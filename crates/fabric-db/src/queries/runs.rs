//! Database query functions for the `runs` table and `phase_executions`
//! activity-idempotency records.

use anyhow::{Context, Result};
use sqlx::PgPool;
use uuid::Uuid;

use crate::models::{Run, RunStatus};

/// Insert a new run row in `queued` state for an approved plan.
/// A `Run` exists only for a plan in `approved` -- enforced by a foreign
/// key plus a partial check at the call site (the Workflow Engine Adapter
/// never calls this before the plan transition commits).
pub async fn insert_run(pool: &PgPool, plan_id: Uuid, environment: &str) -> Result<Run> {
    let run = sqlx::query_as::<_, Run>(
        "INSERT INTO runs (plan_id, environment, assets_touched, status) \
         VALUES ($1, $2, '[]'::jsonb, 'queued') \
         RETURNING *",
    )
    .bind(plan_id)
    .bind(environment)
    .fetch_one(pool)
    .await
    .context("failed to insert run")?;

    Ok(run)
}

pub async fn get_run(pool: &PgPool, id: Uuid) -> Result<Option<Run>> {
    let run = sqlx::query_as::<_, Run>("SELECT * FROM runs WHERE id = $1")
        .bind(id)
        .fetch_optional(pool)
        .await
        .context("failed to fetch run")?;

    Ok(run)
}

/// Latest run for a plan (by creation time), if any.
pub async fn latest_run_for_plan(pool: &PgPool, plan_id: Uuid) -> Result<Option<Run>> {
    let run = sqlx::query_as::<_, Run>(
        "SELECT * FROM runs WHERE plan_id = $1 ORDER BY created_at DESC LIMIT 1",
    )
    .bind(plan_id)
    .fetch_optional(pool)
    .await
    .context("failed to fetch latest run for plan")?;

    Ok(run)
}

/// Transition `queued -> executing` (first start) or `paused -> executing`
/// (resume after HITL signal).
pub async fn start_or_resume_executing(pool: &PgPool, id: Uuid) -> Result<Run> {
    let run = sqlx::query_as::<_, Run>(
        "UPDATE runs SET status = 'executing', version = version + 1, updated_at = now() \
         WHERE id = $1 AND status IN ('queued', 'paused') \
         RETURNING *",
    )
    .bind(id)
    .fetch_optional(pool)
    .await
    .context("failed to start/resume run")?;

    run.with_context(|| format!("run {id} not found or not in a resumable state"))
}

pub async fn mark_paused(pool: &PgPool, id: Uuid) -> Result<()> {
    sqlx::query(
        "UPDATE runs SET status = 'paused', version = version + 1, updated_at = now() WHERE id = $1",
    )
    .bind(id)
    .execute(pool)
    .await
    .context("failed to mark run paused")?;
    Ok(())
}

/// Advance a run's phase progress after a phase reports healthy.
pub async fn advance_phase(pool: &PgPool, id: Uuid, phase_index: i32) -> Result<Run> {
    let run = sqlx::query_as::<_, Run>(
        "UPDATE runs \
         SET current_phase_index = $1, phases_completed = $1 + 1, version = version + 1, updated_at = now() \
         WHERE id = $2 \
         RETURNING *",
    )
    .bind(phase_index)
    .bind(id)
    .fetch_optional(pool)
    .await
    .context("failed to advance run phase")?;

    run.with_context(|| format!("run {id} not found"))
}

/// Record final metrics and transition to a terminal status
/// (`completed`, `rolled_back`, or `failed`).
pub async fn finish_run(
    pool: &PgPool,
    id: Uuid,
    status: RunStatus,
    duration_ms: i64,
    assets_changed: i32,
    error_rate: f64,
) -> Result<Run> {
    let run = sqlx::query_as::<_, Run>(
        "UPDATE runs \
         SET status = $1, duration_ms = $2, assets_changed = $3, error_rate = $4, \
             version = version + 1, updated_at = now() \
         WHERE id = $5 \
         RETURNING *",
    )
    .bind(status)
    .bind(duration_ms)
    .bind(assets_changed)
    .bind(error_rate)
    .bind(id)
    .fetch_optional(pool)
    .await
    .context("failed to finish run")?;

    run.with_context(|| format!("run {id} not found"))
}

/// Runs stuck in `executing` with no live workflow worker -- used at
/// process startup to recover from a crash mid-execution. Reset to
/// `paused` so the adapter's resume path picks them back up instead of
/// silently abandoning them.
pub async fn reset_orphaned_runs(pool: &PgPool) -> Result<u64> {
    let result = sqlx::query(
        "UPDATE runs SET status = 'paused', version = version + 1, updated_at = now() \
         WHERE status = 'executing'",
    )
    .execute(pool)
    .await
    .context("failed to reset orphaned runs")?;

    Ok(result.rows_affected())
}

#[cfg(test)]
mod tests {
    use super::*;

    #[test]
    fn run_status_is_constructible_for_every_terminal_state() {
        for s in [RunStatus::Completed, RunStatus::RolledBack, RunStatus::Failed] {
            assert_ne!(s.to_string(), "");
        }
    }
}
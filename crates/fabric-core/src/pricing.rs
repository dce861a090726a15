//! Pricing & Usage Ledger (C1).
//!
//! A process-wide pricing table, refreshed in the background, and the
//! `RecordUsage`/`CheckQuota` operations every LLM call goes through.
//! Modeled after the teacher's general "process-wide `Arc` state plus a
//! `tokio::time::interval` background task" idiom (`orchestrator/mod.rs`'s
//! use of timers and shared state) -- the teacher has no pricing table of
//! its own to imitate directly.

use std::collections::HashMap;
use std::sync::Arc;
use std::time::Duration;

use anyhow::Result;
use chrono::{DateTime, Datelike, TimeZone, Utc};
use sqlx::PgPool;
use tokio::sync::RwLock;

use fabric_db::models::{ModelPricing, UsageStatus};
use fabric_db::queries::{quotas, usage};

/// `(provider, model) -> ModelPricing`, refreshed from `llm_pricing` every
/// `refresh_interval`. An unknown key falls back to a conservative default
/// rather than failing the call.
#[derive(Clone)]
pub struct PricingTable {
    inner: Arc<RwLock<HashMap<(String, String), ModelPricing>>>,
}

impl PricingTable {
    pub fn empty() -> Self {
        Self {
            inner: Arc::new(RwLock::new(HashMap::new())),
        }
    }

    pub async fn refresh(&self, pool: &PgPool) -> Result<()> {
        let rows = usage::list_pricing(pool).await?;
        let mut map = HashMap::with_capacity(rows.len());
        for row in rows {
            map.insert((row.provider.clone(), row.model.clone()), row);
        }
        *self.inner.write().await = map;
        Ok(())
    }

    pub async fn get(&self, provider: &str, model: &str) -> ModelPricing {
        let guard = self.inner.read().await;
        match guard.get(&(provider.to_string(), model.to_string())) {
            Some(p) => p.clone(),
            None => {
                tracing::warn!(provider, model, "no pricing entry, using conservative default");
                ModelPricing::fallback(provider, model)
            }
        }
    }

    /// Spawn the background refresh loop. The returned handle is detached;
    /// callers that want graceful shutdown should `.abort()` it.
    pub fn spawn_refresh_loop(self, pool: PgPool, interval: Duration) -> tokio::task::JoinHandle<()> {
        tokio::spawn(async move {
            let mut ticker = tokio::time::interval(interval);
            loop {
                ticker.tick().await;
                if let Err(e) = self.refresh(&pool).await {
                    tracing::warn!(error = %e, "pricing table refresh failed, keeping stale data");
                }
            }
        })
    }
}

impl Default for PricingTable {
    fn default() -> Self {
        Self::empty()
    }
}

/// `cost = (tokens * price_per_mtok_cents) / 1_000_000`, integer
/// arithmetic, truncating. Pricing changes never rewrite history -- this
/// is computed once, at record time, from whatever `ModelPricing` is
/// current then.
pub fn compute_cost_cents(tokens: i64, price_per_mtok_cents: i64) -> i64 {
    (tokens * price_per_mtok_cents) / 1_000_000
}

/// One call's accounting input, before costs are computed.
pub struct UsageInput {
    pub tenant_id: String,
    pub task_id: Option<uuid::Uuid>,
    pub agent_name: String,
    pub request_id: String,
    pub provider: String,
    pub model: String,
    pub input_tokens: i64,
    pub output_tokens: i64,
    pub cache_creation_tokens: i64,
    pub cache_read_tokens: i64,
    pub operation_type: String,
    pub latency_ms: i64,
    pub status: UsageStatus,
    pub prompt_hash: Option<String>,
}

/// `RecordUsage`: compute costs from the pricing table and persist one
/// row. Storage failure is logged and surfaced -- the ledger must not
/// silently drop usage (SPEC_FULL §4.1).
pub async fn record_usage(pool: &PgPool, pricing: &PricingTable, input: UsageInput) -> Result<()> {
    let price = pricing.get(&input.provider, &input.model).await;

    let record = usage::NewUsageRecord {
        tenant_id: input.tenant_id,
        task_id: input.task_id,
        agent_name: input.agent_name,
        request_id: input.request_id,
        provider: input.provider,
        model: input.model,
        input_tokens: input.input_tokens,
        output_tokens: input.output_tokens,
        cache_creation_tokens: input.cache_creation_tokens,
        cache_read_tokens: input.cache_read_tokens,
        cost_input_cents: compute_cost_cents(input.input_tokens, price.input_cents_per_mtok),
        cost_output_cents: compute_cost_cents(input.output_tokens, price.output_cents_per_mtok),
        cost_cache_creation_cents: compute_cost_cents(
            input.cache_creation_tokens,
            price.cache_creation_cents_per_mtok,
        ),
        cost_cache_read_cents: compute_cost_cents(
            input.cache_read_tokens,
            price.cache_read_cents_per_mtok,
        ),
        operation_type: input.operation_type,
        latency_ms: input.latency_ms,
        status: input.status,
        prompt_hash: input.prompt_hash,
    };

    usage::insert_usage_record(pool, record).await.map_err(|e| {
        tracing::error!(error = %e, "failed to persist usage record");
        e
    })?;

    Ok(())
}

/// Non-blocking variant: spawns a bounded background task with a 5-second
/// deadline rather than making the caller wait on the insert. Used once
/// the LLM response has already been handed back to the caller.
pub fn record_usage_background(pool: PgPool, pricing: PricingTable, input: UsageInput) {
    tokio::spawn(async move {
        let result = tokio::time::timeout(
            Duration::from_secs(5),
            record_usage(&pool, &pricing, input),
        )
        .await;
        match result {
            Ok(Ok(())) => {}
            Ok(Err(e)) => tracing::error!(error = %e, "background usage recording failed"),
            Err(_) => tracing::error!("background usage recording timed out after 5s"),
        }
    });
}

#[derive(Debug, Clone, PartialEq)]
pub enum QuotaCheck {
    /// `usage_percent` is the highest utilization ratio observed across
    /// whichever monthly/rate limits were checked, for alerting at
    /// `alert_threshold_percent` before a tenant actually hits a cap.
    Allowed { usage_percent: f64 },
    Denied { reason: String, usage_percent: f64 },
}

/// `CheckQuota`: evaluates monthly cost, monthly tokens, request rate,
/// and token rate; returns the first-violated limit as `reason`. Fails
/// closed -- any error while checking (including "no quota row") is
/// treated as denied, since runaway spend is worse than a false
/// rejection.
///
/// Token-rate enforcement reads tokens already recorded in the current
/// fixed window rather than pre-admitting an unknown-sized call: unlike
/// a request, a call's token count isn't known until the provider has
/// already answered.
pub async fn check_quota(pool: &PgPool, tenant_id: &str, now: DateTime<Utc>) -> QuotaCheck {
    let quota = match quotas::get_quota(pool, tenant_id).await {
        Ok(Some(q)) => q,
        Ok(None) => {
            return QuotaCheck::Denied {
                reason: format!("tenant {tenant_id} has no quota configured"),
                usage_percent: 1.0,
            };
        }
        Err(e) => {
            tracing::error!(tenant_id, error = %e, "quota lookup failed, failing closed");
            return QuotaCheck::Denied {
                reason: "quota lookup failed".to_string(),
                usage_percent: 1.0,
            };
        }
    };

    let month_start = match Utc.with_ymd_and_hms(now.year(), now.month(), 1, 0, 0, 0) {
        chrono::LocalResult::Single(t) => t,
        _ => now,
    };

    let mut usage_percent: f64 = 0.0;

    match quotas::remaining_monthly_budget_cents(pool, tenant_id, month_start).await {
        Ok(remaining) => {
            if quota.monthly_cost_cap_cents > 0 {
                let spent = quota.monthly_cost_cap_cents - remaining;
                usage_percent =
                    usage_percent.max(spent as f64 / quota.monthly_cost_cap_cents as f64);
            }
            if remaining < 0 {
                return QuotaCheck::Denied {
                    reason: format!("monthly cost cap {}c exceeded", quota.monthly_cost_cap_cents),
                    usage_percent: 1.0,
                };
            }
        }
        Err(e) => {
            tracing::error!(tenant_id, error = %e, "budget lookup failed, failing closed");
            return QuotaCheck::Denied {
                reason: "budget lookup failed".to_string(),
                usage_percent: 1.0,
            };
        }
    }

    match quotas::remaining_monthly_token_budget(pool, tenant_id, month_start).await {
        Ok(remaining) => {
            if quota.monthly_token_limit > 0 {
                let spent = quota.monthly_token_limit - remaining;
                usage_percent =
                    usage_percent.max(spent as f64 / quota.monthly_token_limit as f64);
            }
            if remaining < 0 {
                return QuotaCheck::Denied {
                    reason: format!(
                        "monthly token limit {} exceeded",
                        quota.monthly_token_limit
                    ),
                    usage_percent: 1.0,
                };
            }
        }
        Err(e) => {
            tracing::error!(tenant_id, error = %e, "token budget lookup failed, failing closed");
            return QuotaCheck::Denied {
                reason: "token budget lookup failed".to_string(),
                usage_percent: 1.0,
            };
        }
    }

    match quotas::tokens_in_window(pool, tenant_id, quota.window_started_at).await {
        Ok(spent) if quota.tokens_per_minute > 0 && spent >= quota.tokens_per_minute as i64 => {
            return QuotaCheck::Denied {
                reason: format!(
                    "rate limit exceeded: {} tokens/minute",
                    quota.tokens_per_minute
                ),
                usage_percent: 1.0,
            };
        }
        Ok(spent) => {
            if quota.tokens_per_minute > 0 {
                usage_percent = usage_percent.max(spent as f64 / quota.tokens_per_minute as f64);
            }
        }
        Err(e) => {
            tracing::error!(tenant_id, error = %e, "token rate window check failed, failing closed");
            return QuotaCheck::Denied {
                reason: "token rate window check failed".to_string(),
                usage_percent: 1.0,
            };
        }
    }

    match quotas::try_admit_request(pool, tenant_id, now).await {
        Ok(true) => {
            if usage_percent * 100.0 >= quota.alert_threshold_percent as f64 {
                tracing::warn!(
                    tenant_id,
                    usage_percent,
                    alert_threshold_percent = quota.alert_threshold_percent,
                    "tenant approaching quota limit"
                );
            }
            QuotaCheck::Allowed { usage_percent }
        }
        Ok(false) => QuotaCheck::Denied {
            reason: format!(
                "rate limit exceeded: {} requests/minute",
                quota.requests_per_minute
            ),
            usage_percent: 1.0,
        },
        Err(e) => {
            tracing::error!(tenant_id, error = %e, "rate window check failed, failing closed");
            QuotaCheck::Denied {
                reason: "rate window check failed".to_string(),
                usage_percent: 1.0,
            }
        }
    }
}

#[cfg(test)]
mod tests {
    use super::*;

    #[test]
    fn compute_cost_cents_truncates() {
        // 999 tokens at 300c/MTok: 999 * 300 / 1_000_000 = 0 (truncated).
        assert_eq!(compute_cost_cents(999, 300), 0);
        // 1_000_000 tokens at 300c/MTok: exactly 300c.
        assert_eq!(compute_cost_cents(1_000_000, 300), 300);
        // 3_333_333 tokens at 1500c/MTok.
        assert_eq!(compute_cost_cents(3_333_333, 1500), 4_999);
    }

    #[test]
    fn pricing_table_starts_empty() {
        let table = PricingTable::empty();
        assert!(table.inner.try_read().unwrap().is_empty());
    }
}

» **Assignment**: Give the number of lines in the records that hold the word "anyhow", with no other words.

» **Answer for the task**: 2